Skip it if you need fully flat ground, if you have conditions listed as not suitable (heart problems, high blood pressure, pregnancy, wheelchair use), or if winter exposure and altitude are tough for you.
If your dream is a guided Etna day that turns dramatic volcanic scenery into a clear sense of how the mountain works, this is one of the more straightforward ways to do it.
FAQ
How long is the Mt Etna winter trekking tour?
The duration is about 3 hours.
What is the price of the tour?
It is priced at $58 per person.
Is hotel pickup included?
Hotel pickup and drop-off in Catania are included if you choose the transfer option.
Where does the hike start?
The trek starts at around 1850m near Rifugio Sapienza.
What kind of walking will I do?
You will hike through winter terrain that includes a slope and sandy ground, plus time through a black larch pine forest and along crater and valley areas.

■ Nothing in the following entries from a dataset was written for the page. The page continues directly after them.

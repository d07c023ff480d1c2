// Global configuration
//
//  Copyright (C) 2014-2023 Ryan Specialty, LLC.
//
//  This file is part of Weft.
//
//  This program is free software: you can redistribute it and/or modify
//  it under the terms of the GNU General Public License as published by
//  the Free Software Foundation, either version 3 of the License, or
//  (at your option) any later version.
//
//  This program is distributed in the hope that it will be useful,
//  but WITHOUT ANY WARRANTY; without even the implied warranty of
//  MERCHANTABILITY or FITNESS FOR A PARTICULAR PURPOSE.  See the
//  GNU General Public License for more details.
//
//  You should have received a copy of the GNU General Public License
//  along with this program.  If not, see <http://www.gnu.org/licenses/>.

//! System-wide static configuration.
//!
//! This module provides a system-wide configuration.
//! Subsystems should reference these values rather than defining their own
//!   and risk incompatibilities or maintenance issues as requirements
//!   change.
//!
//! By convention,
//!   import this entire module rather than individual members and reference
//!   them as `global::foo` to emphasize their nature and risk.

/// A size capable of representing any byte offset within a single
///   template source file.
///
/// Template documents are edited interactively by humans;
///   4GiB is well beyond anything we expect to see.
pub type SourceFileSize = u32;

/// A size capable of representing the byte length of any single
///   syntax node.
///
/// Unlike a token stream,
///   syntax nodes may span an entire document
///     (e.g. the root element of a page),
///   so this must be able to represent [`SourceFileSize`].
pub type TokenLength = SourceFileSize;

/// A size capable of representing a 0-indexed line or column number.
pub type LineSize = u32;

/// Size of the [`Context`](crate::span::Context) identifier.
///
/// A compilation session is not expected to hold more than this many
///   distinct source files at once.
pub type ContextSize = u16;

/// Maximum number of tokens accepted by any single directive grammar.
///
/// Directive token lists are stack-allocated;
///   a grammar declaring more tokens than this will be rejected when the
///   registry is built.
pub const MAX_DIRECTIVE_TOKENS: usize = 8;

/// Maximum depth of element nesting that will be inspected when walking
///   ancestors to determine closing behavior.
///
/// Walks exceeding this depth are treated as having reached a non-tag
///   boundary.
pub const MAX_ANCESTOR_WALK: usize = 256;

What equipment is included?
Included items are a wind jacket, hiking poles, and snowshoes.
Do I need to bring food and drinks?
Food and drinks are not included. You should plan accordingly.
What should I bring besides the included gear?
Bring warm clothing and water.
What languages are the guides?
The guide is available in English and Italian.
Is this tour suitable for everyone?
No. It is not suitable for pregnant women, people with heart problems, wheelchair users, or people with high blood pressure.